■ **Task instructions**: Only one stretch of the listing below is wanted. Begin at the line that has "let skip = older.len().saturating_sub(count.unsigned_abs()", stop after the line that has "pub fn chart()", and repeat every line in between exactly.

■ **Entries supplied**:

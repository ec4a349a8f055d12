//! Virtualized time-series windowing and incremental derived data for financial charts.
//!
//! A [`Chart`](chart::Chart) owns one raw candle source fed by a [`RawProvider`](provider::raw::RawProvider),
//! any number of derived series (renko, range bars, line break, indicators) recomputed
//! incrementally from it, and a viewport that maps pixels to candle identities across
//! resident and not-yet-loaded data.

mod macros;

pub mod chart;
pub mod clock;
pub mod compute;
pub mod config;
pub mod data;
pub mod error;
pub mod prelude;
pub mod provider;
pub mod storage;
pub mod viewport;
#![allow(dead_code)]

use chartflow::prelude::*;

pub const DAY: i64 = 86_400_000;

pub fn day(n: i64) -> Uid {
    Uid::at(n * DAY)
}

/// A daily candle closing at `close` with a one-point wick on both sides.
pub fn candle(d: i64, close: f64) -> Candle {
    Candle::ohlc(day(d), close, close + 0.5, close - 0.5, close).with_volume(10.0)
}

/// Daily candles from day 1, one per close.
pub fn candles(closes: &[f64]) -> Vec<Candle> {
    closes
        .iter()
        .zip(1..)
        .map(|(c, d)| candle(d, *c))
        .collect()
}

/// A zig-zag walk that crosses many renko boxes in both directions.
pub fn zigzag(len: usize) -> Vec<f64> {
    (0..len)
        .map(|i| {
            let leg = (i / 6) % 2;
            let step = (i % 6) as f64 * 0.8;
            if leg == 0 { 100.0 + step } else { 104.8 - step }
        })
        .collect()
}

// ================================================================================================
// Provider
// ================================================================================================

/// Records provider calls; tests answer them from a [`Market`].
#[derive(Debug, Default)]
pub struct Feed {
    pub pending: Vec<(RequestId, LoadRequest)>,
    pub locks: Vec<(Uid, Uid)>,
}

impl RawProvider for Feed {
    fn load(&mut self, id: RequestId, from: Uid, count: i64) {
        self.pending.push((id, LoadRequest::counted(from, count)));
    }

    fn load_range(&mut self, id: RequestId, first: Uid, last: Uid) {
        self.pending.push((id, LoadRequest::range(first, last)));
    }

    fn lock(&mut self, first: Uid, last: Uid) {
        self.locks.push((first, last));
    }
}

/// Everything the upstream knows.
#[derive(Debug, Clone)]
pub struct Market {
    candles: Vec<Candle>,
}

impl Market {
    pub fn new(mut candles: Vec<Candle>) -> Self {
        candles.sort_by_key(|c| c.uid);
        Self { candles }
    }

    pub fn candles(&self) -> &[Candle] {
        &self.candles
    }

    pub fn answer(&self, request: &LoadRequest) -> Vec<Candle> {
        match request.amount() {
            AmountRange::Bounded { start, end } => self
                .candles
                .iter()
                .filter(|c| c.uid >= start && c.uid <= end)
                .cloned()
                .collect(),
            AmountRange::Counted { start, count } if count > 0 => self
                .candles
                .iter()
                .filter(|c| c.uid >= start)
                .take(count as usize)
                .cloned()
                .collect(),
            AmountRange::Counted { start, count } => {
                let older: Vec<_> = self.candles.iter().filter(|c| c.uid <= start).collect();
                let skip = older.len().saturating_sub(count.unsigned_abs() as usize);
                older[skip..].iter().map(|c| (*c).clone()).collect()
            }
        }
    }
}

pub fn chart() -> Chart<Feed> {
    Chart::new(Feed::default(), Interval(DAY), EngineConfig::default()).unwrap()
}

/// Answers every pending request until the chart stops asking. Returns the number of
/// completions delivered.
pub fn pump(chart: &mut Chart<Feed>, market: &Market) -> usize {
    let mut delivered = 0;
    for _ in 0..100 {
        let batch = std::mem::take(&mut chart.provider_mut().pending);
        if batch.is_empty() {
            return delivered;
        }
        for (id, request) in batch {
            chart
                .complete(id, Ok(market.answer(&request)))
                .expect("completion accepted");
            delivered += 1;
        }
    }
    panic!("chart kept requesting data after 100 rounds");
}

■ **Output below**:
                let skip = older.len().saturating_sub(count.unsigned_abs() as usize);
                older[skip..].iter().map(|c| (*c).clone()).collect()
            }
        }
    }
}

pub fn chart() -> Chart<Feed> {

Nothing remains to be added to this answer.